# 02 - Dimension reduction and discretization
In this notebook, we will cover how to perform dimension reduction and discretization of molecular dynamics data.

In [None]:
%matplotlib inline
import matplotlib.pyplot as plt
import numpy as np
import mdshare
import pyemma

## Case 1: preprocessed, two-dimensional data (toy model)
We load the two-dimensional trajectory from an archive using `numpy` and visualize the marginal and joint distributions of both components. In order to make the important concept of metastability easier to understand, an excerpt from the original trajectory is added.

In [None]:
file = mdshare.fetch('hmm-doublewell-2d-100k.npz', working_directory='data')
with np.load(file) as fh:
    data = fh['trajectory']

fig, axes = plt.subplots(1, 2, figsize=(10, 4))
pyemma.plots.plot_feature_histograms(data, feature_labels=['$x$', '$y$'], ax=axes[0])
for dim in range(2): 
    axes[0].plot(data[:300, dim], np.linspace(-.2 + dim, .8 + dim, 300), color='C2', alpha=.6)
    axes[0].annotate('${}(time)$'.format('x' if dim == 0 else 'y'), xy=(3, .6 + dim), xytext=(3, dim),
            arrowprops=dict(fc='C2', ec='None', alpha=.6, width=2))

axes[1].scatter(*data.T, s=1, alpha=0.3)
axes[1].set_xlabel('$x$')
axes[1].set_ylabel('$y$')
fig.tight_layout()

Given the low dimensionality of this data set, we can directly attempt to discretize, e.g. with $k$-means with $200$ centers

In [None]:
cluster_kmeans = pyemma.coordinates.cluster_kmeans(data, k=200)

or with a regspace technique where all centers should have a minimal pairwise distance of $0.3$ units of length

In [None]:
cluster_regspace = pyemma.coordinates.cluster_regspace(data, dmin=0.3)

and, then, we visualize both sets of centers on top of the joint distribution:

In [None]:
fig, axes = plt.subplots(1, 2, figsize=(10, 4))
for ax, cls in zip(axes.flat, [cluster_kmeans, cluster_regspace]):
    ax.scatter(*data.T, s=1, alpha=0.3)
    ax.scatter(*cls.clustercenters.T, s=15)
    ax.set_xlabel('$x$')
    ax.set_ylabel('$y$')
fig.tight_layout()

Have you noticed how the $k$-means centers follow the density of the data points while the regspace centers are spread uniformly over the whole area?

The main result of a discretization, however, is not the set of centers but the timeseries of discrete states.

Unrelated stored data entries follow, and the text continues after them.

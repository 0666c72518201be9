//! Per-file writer for component and page sources
//!
//! Each update re-reads the file through [`SourceFile`], computes span
//! edits for the regions the model owns (the returned markup, the prop
//! interface, `initialProps`, imports, stream config), and splices
//! them. Statements the model does not own are never touched.

use crate::error::{WriteError, WriteResult};
use crate::render;
use crate::stream_config;
use crate::text_edit::{apply_edits, TextEdit};
use std::collections::BTreeSet;
use std::path::{Path, PathBuf};
use tracery_model::{ComponentState, ComponentTree, MetadataSnapshot, PropShape, PropValues};
use tracery_parser::SourceFile;

pub const INITIAL_PROPS_VARIABLE_NAME: &str = "initialProps";

pub struct ComponentFileWriter<'a> {
    file: &'a SourceFile,
    snapshot: &'a MetadataSnapshot,
}

impl<'a> ComponentFileWriter<'a> {
    pub fn new(file: &'a SourceFile, snapshot: &'a MetadataSnapshot) -> Self {
        Self { file, snapshot }
    }

    /// Full page update: returned markup, imports, and (when enabled)
    /// the stream configuration.
    pub fn update_page(&self, tree: &ComponentTree, stream_enabled: bool) -> WriteResult<String> {
        let mut edits = self.returned_tree_edits(tree)?;
        edits.extend(self.import_edits(tree)?);
        if stream_enabled {
            edits.extend(stream_config::stream_config_edits(self.file, tree)?);
        }
        apply_edits(self.file.text(), edits)
    }

    /// Full component update: prop interface, optional initial props,
    /// side-file style imports, and (when given) the returned markup
    /// with its imports.
    pub fn update_component(
        &self,
        component_name: &str,
        shape: &PropShape,
        initial_props: Option<&PropValues>,
        css_imports: &[String],
        tree: Option<&ComponentTree>,
    ) -> WriteResult<String> {
        let interface_name = format!("{}Props", component_name);
        let mut edits = self.prop_interface_edits(&interface_name, shape)?;
        edits.extend(self.param_edits(&interface_name, shape)?);
        if let Some(values) = initial_props {
            edits.extend(self.initial_props_edits(&interface_name, values)?);
        }
        edits.extend(self.css_import_edits(css_imports));
        if let Some(tree) = tree {
            edits.extend(self.returned_tree_edits(tree)?);
            edits.extend(self.import_edits(tree)?);
        }
        apply_edits(self.file.text(), edits)
    }

    /// Replace the component function's returned markup with the
    /// canonical rendering of `tree`.
    pub fn returned_tree_edits(&self, tree: &ComponentTree) -> WriteResult<Vec<TextEdit>> {
        let func = self.file.default_exported_component()?;
        let statement = render::render_return_statement(tree);

        if !func.braced {
            // Concise arrow body: the body is the returned expression itself
            let body = render::render_component_tree(tree);
            return Ok(vec![TextEdit::replace(
                func.body_span,
                format!("(\n{}\n  )", render::indent_lines(&body, 4)),
            )]);
        }

        match self.file.return_statement(&func) {
            Some(ret) => Ok(vec![TextEdit::replace(ret.span, statement)]),
            None => {
                // No return yet: add one just before the closing brace
                let at = func.body_span.end - 1;
                let needs_newline = !self.file.text()[..at].ends_with('\n');
                let prefix = if needs_newline { "\n" } else { "" };
                Ok(vec![TextEdit::insert(
                    at,
                    format!("{}  {}\n", prefix, statement),
                )])
            }
        }
    }

    /// Reconcile default imports of component files with the tree:
    /// imports of known components that are no longer used are removed,
    /// missing ones are added after the import block. Imports the
    /// snapshot does not recognize are left alone.
    pub fn import_edits(&self, tree: &ComponentTree) -> WriteResult<Vec<TextEdit>> {
        let mut used: BTreeSet<&str> = BTreeSet::new();
        for state in tree {
            match state {
                ComponentState::Standard(s) | ComponentState::Module(s) => {
                    used.insert(&s.component_name);
                }
                ComponentState::Repeater(r) => {
                    used.insert(&r.repeated_component.component_name);
                }
                _ => {}
            }
        }

        let mut edits = Vec::new();
        let mut imported: BTreeSet<&str> = BTreeSet::new();
        for (decl, statement) in self.file.imports() {
            for name in &decl.named_imports {
                imported.insert(name);
            }
            let Some(name) = &decl.default_import else {
                continue;
            };
            imported.insert(name);
            if !decl.source.starts_with("./") && !decl.source.starts_with("../") {
                continue;
            }
            if used.contains(name.as_str()) || self.snapshot.resolve(name).is_none() {
                continue;
            }
            let mut span = statement.span.clone();
            if self.file.text()[span.end..].starts_with('\n') {
                span.end += 1;
            }
            edits.push(TextEdit::delete(span));
        }

        let mut additions = String::new();
        for name in &used {
            if imported.contains(name) {
                continue;
            }
            let Some(path) = self.snapshot.filepath_for_component(name) else {
                return Err(WriteError::UnknownComponent {
                    component_name: name.to_string(),
                });
            };
            additions.push_str(&format!(
                "import {} from \"{}\";\n",
                name,
                relative_import(self.file.filepath(), path)
            ));
        }
        if !additions.is_empty() {
            edits.push(TextEdit::insert(
                stream_config::insertion_point_after_imports(self.file),
                additions,
            ));
        }
        Ok(edits)
    }

    /// Merge side-file style imports into the import block; sources the
    /// file already imports are left as they are.
    pub fn css_import_edits(&self, css_imports: &[String]) -> Vec<TextEdit> {
        let existing = self.file.css_imports();
        let mut additions = String::new();
        for source in css_imports {
            if !existing.contains(source) {
                additions.push_str(&format!("import \"{}\";\n", source));
            }
        }
        if additions.is_empty() {
            Vec::new()
        } else {
            vec![TextEdit::insert(
                stream_config::insertion_point_after_imports(self.file),
                additions,
            )]
        }
    }

    /// Regenerate `export interface ${Name}Props`, inserting it above
    /// the component function when the file has none.
    pub fn prop_interface_edits(
        &self,
        interface_name: &str,
        shape: &PropShape,
    ) -> WriteResult<Vec<TextEdit>> {
        let text = render::render_prop_interface(interface_name, shape);
        match self.file.interface_statement(interface_name) {
            Some(statement) => Ok(vec![TextEdit::replace(statement.span.clone(), text)]),
            None => {
                let func = self.file.default_exported_component()?;
                Ok(vec![TextEdit::insert(
                    func.statement_span.start,
                    format!("{}\n\n", text),
                )])
            }
        }
    }

    /// Type the component function's parameter list against the prop
    /// interface, destructured by the shape's keys. Parameters already
    /// typed against it are left alone so body references survive.
    pub fn param_edits(&self, interface_name: &str, shape: &PropShape) -> WriteResult<Vec<TextEdit>> {
        let func = self.file.default_exported_component()?;
        let params = self.file.slice(&func.params_span);
        if params.contains(interface_name) {
            return Ok(Vec::new());
        }
        let replacement = if shape.is_empty() {
            format!("(props: {})", interface_name)
        } else {
            let keys: Vec<&str> = shape.keys().map(String::as_str).collect();
            format!("({{ {} }}: {})", keys.join(", "), interface_name)
        };
        Ok(vec![TextEdit::replace(func.params_span, replacement)])
    }

    /// Regenerate `export const initialProps`, inserting it above the
    /// component function when the file has none.
    pub fn initial_props_edits(
        &self,
        interface_name: &str,
        values: &PropValues,
    ) -> WriteResult<Vec<TextEdit>> {
        let text = format!(
            "export const {}: {} = {};",
            INITIAL_PROPS_VARIABLE_NAME,
            interface_name,
            render::render_object_literal(values)
        );
        match self.file.var_statement(INITIAL_PROPS_VARIABLE_NAME) {
            Some((_, statement)) => Ok(vec![TextEdit::replace(statement.span.clone(), text)]),
            None => {
                let func = self.file.default_exported_component()?;
                Ok(vec![TextEdit::insert(
                    func.statement_span.start,
                    format!("{}\n\n", text),
                )])
            }
        }
    }
}

/// Starting source for a page file that has no markup yet
pub fn scaffold_page(component_name: &str) -> String {
    format!(
        "const {0} = () => {{\n  return <></>;\n}};\n\nexport default {0};\n",
        component_name
    )
}

/// Starting source for a component file
pub fn scaffold_component(component_name: &str) -> String {
    format!(
        "export interface {0}Props {{}}\n\nexport default function {0}(props: {0}Props) {{\n  return <></>;\n}}\n",
        component_name
    )
}

fn relative_import(from_file: &Path, to_file: &Path) -> String {
    let from_dir = from_file.parent().unwrap_or_else(|| Path::new(""));
    let rel = relative_path(from_dir, to_file);
    let text = rel.to_string_lossy();
    let text = text.strip_suffix(".tsx").unwrap_or(&text);
    if text.starts_with('.') {
        text.to_string()
    } else {
        format!("./{}", text)
    }
}

fn relative_path(from_dir: &Path, to: &Path) -> PathBuf {
    let from: Vec<_> = from_dir.components().collect();
    let to: Vec<_> = to.components().collect();
    let mut shared = 0;
    while shared < from.len() && shared < to.len() && from[shared] == to[shared] {
        shared += 1;
    }
    let mut out = PathBuf::new();
    for _ in shared..from.len() {
        out.push("..");
    }
    for component in &to[shared..] {
        out.push(component.as_os_str());
    }
    out
}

These are accessible via the `dtrajs` attribute of any clustering object:

In [None]:
print(cluster_kmeans.dtrajs)
print(cluster_regspace.dtrajs)

For each trajectory passed to the clustering object, we get a corresponding discrete trajectory.

Instead of discretizing the full (two-dimensional) space, we can attempt to find a one-dimensional subspace which
1. describes the slow dynamics of the data set equally well but
2. is easier to discretize.

One widespread method for dimension reduction is the principal component analysis (PCA) which finds a subspace with maximized variance:

In [None]:
pca = pyemma.coordinates.pca(data, dim=1)
pca_out = pca.get_output()
print(pca_out)

Another technique is the time-lagged independent component analysis (TICA) which finds a subspace with maximized autocorrelation:

In [None]:
tica = pyemma.coordinates.tica(data, dim=1, lag=1)
tica_out = tica.get_output()
print(tica_out)

While there are many cases where PCA can find a suitable subspace, there are also many cases where the PCA-based subspace neglects the slow dynamics. In our example, the slow process is the jump between both wells along the $y$ axis while the $x$-axis contains only random noise. For both, PCA and TICA, we show the distribution after projecting the full dynamics onto a one-dimensional subspace (left) and the direction of projection (right).

In [None]:
fig, axes = plt.subplots(1, 2, figsize=(10, 4))
pyemma.plots.plot_feature_histograms(
    np.concatenate([pca_out[0], tica_out[0]], axis=1),
    feature_labels=['PCA', 'TICA'],
    ax=axes[0])
axes[1].scatter(*data.T, s=0.1, alpha=0.3, c='grey')
axes[1].plot(
    [0, 3 * abs(pca.eigenvectors[0, 0])],
    [0, 3 * abs(pca.eigenvectors[1, 0])],
    linewidth=3,
    label='PCA')
axes[1].plot(
    [0, 3 * abs(tica.eigenvectors[0, 0])],
    [0, 3 * abs(tica.eigenvectors[1, 0])],
    linewidth=3,
    label='TICA')
axes[1].set_xlabel('$x$')
axes[1].set_ylabel('$y$')
axes[1].legend()
fig.tight_layout()

We see that TICA projects along the $y$-axis and, thus, yields a subspace which clearly resolves both metastable states. PCA on the other hand projects closely along the $x$-axis and does not resolve both metastabel states. This is a case in point where variance maximization does not lead to a subspace which resolves the slow dynamics of the system.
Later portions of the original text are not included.